*WHAT IS BEING ASKED*: Using the data below, output the first line and every line after it up to and including the line containing "use std::fmt;", exactly as written and with nothing added.

[Dataset entries]
BEGIN
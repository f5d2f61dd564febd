//! # Connection Lifecycle Observation
//!
//! The platform adapter (the OS Bluetooth stack binding) owns scanning,
//! pairing and GATT service discovery. This module defines the read-only
//! view of that lifecycle which the print pipeline consumes: the core never
//! mutates connection state, it only gates on it.
//!
//! ## Lifecycle
//!
//! ```text
//! Disconnected ──► Scanning ──► Connected ──► ServiceReady
//!       ▲                                          │
//!       └──────────────────────────────────────────┘
//! ```
//!
//! A transfer may only start from `ServiceReady` (the write characteristic
//! has been discovered). Scanning is bounded by [`SCAN_WINDOW`]: if no
//! target turns up within it, the wait reports
//! [`DeviceError::NotFound`] and the adapter is expected to halt scanning.

use std::fmt;
use std::time::Duration;

use tokio::sync::watch;

use crate::error::DeviceError;

/// Fixed wait window for device discovery.
pub const SCAN_WINDOW: Duration = Duration::from_secs(5);

/// Where the platform adapter currently is in the connection lifecycle.
#[derive(Debug, Clone, Copy, PartialEq, Eq, Default)]
pub enum ConnectionState {
    #[default]
    Disconnected,
    Scanning,
    Connected,
    /// The printer's write characteristic has been discovered; transfers
    /// may start.
    ServiceReady,
}

impl fmt::Display for ConnectionState {
    fn fmt(&self, f: &mut fmt::Formatter<'_>) -> fmt::Result {
        let name = match self {
            ConnectionState::Disconnected => "disconnected",
            ConnectionState::Scanning => "scanning",
            ConnectionState::Connected => "connected",
            ConnectionState::ServiceReady => "service ready",
        };
        f.write_str(name)
    }
}

/// Read-only handle on the adapter's connection state.
///
/// Cloneable; every clone observes the same underlying state. The paired
/// sender stays with the platform adapter.
#[derive(Debug, Clone)]
pub struct ConnectionWatch {
    rx: watch::Receiver<ConnectionState>,
}

impl ConnectionWatch {
    /// Create a state channel. The sender side belongs to the platform
    /// adapter; the watch is handed to the print pipeline.
    pub fn channel() -> (watch::Sender<ConnectionState>, Self) {
        let (tx, rx) = watch::channel(ConnectionState::default());
        (tx, Self { rx })
    }

    /// The most recently published state.
    pub fn current(&self) -> ConnectionState {
        *self.rx.borrow()
    }

    /// Gate for starting a transfer: `Ok` only in `ServiceReady`.
    pub fn ensure_ready(&self) -> Result<(), DeviceError> {
        let state = self.current();
        if state == ConnectionState::ServiceReady {
            Ok(())
        } else {
            Err(DeviceError::NotReady(state.to_string()))
        }
    }

    /// Wait until the connection reaches `ServiceReady`.
    ///
    /// Bounded by [`SCAN_WINDOW`]: if the adapter has not produced a ready
    /// connection within it, returns [`DeviceError::NotFound`]. Also fails
    /// immediately when the adapter drops its sender (adapter shut down).
    pub async fn await_ready(&mut self) -> Result<(), DeviceError> {
        let wait = self.rx.wait_for(|s| *s == ConnectionState::ServiceReady);
        match tokio::time::timeout(SCAN_WINDOW, wait).await {
            Ok(Ok(_)) => Ok(()),
            Ok(Err(_)) => Err(DeviceError::AdapterUnavailable(
                "adapter closed the state channel".into(),
            )),
            Err(_) => Err(DeviceError::NotFound),
        }
    }
}

// ============================================================================
// TESTS
// ============================================================================
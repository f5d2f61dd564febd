//! # Instruction Encoding
//!
//! Lowers the text-level instructions of a job to ESC/POS bytes.
//!
//! ## Style Tracking
//!
//! The printer keeps style state between commands, so the encoder tracks the
//! last *emitted* style and writes an escape only when a run actually
//! changes something. A job printing ten centered bold lines pays for the
//! alignment and bold escapes once, not ten times.
//!
//! The tracked state starts at the printer's post-reset defaults (left, 1x1,
//! no emphasis); the assembler guarantees a reset precedes the encoded
//! bytes.
//!
//! Encoding is pure and order-preserving: the same instruction list always
//! produces byte-identical output, and it never inspects transport state.

use super::{PrintInstruction, StyleAttributes};
use crate::error::EncodingError;
use crate::protocol::{commands, text};

/// Style state as last emitted to the printer.
struct StyleTracker {
    current: StyleAttributes,
}

impl StyleTracker {
    fn new() -> Self {
        // Post-reset printer state
        Self {
            current: StyleAttributes::default(),
        }
    }

    /// Emit escapes for whatever differs between `style` and the tracked
    /// state, then adopt `style`.
    fn transition(&mut self, out: &mut Vec<u8>, style: StyleAttributes) -> Result<(), EncodingError> {
        if style.alignment != self.current.alignment {
            out.extend(text::align(style.alignment));
        }
        if style.size != self.current.size {
            out.extend(text::size(style.size)?);
        }
        if style.bold != self.current.bold {
            out.extend(text::bold(style.bold));
        }
        if style.underline != self.current.underline {
            out.extend(text::underline(style.underline));
        }
        self.current = style;
        Ok(())
    }
}

/// Encode the text-level instructions of a job to ESC/POS bytes.
///
/// - `TextRun`: style escapes (only for changed attributes), then the
///   text's raw bytes. No implicit restore; style persists.
/// - `RawCommand`: passed through unmodified.
/// - `LineFeed(n)`: n newline bytes.
/// - `ImageBlock`: skipped - images are rasterized separately and placed by
///   the assembler (see [`crate::assemble`]).
///
/// ## Errors
///
/// Fails synchronously on unencodable input (a size multiplier the printer
/// cannot represent). Nothing is sent anywhere on failure.
pub fn encode(instructions: &[PrintInstruction]) -> Result<Vec<u8>, EncodingError> {
    let mut out = Vec::new();
    let mut tracker = StyleTracker::new();

    for instruction in instructions {
        match instruction {
            PrintInstruction::TextRun { text, style } => {
                tracker.transition(&mut out, *style)?;
                out.extend(text.as_bytes());
            }
            PrintInstruction::RawCommand(bytes) => {
                out.extend(bytes);
            }
            PrintInstruction::LineFeed(n) => {
                out.extend(commands::feed_lines(*n));
            }
            PrintInstruction::ImageBlock(_) => {}
        }
    }

    Ok(out)
}

// ============================================================================
// TESTS
// ============================================================================

#[cfg(test)]
mod tests {
    use super::*;
    use crate::protocol::text::{Alignment, FontSize};
    use pretty_assertions::assert_eq;

    fn text_run(text: &str, style: StyleAttributes) -> PrintInstruction {
        PrintInstruction::TextRun {
            text: text.into(),
            style,
        }
    }

    #[test]
    fn test_plain_text_emits_no_escapes() {
        // Default style matches post-reset state: just the bytes
        let out = encode(&[text_run("hello", StyleAttributes::default())]).unwrap();
        assert_eq!(out, b"hello");
    }

    #[test]
    fn test_styled_run_emits_changed_escapes_only() {
        let style = StyleAttributes {
            alignment: Alignment::Center,
            bold: true,
            ..Default::default()
        };
        let out = encode(&[text_run("X", style)]).unwrap();

        let mut expected = vec![0x1B, 0x61, 0x01]; // center
        expected.extend([0x1B, 0x45, 0x01]); // bold on
        expected.push(b'X');
        assert_eq!(out, expected);
    }

    #[test]
    fn test_style_persists_across_runs() {
        let bold = StyleAttributes {
            bold: true,
            ..Default::default()
        };
        let out = encode(&[text_run("a", bold), text_run("b", bold)]).unwrap();

        // Bold escape once, not twice
        let mut expected = vec![0x1B, 0x45, 0x01];
        expected.extend(b"ab");
        assert_eq!(out, expected);
    }

    #[test]
    fn test_style_restored_on_change_back() {
        let bold = StyleAttributes {
            bold: true,
            ..Default::default()
        };
        let out = encode(&[
            text_run("a", bold),
            text_run("b", StyleAttributes::default()),
        ])
        .unwrap();

        let mut expected = vec![0x1B, 0x45, 0x01];
        expected.push(b'a');
        expected.extend([0x1B, 0x45, 0x00]); // bold off for the second run
        expected.push(b'b');
        assert_eq!(out, expected);
    }

    #[test]
    fn test_size_change_emits_gs_bang() {
        let big = StyleAttributes {
            size: FontSize::Large2,
            ..Default::default()
        };
        let out = encode(&[text_run("T", big)]).unwrap();
        assert_eq!(out, vec![0x1D, 0x21, 0x22, b'T']);
    }

    #[test]
    fn test_raw_passthrough() {
        let out = encode(&[PrintInstruction::RawCommand(vec![0x1B, 0x40, 0x00])]).unwrap();
        assert_eq!(out, vec![0x1B, 0x40, 0x00]);
    }

    #[test]
    fn test_line_feed_count() {
        let out = encode(&[PrintInstruction::LineFeed(3)]).unwrap();
        assert_eq!(out, vec![0x0A, 0x0A, 0x0A]);
    }

    #[test]
    fn test_image_block_skipped() {
        let out = encode(&[PrintInstruction::ImageBlock(Box::new(
            image::RgbaImage::new(4, 4),
        ))])
        .unwrap();
        assert!(out.is_empty());
    }

    #[test]
    fn test_unsupported_size_fails_fast() {
        let bad = StyleAttributes {
            size: FontSize::Custom { width: 12, height: 1 },
            ..Default::default()
        };
        let err = encode(&[text_run("x", bad)]).unwrap_err();
        assert_eq!(err, EncodingError::UnsupportedSize { width: 12, height: 1 });
    }

    #[test]
    fn test_encoding_is_idempotent() {
        let style = StyleAttributes {
            alignment: Alignment::Right,
            size: FontSize::Large,
            underline: true,
            ..Default::default()
        };
        let instructions = [
            text_run("first", style),
            PrintInstruction::LineFeed(1),
            text_run("second", StyleAttributes::default()),
        ];

        let a = encode(&instructions).unwrap();
        let b = encode(&instructions).unwrap();
        assert_eq!(a, b);
    }

    #[test]
    fn test_order_preserved() {
        let out = encode(&[
            text_run("1", StyleAttributes::default()),
            PrintInstruction::LineFeed(1),
            text_run("2", StyleAttributes::default()),
        ])
        .unwrap();
        assert_eq!(out, b"1\n2");
    }
}
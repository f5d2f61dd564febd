//! # ESC/POS Protocol Implementation
//!
//! This module provides low-level command builders for the ESC/POS command
//! subset spoken by generic Bluetooth thermal receipt printers.
//!
//! ## Module Structure
//!
//! - [`commands`]: Basic printer commands (init, line feed, helpers)
//! - [`text`]: Text styling (alignment, size, bold, underline)
//! - [`graphics`]: Bitmap commands in raster and column addressing modes
//!
//! ## Usage Example
//!
//! ```
//! use candela::protocol::{commands, text};
//! use candela::protocol::text::Alignment;
//!
//! // Build a simple print sequence by hand
//! let mut data = Vec::new();
//! data.extend(commands::init());
//! data.extend(text::align(Alignment::Center));
//! data.extend(text::bold(true));
//! data.extend(b"RECEIPT\n");
//! data.extend(text::bold(false));
//! assert_eq!(&data[0..2], &[0x1B, 0x40]);
//! ```
//!
//! Most callers should not build sequences by hand: the
//! [`instruction`](crate::instruction) encoder and the
//! [`assemble`](crate::assemble) module do the bookkeeping (style tracking,
//! fixed block order, single allocation).

pub mod commands;
pub mod graphics;
pub mod text;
END
*WRITTEN ANSWER*:
repository f5d2f61dd564febd
//! # Connection Lifecycle Observation
//!
//! The platform adapter (the OS Bluetooth stack binding) owns scanning,
//! pairing and GATT service discovery. This module defines the read-only
//! view of that lifecycle which the print pipeline consumes: the core never
//! mutates connection state, it only gates on it.
//!
//! ## Lifecycle
//!
//! ```text
//! Disconnected ──► Scanning ──► Connected ──► ServiceReady
//!       ▲                                          │
//!       └──────────────────────────────────────────┘
//! ```
//!
//! A transfer may only start from `ServiceReady` (the write characteristic
//! has been discovered). Scanning is bounded by [`SCAN_WINDOW`]: if no
//! target turns up within it, the wait reports
//! [`DeviceError::NotFound`] and the adapter is expected to halt scanning.

use std::fmt;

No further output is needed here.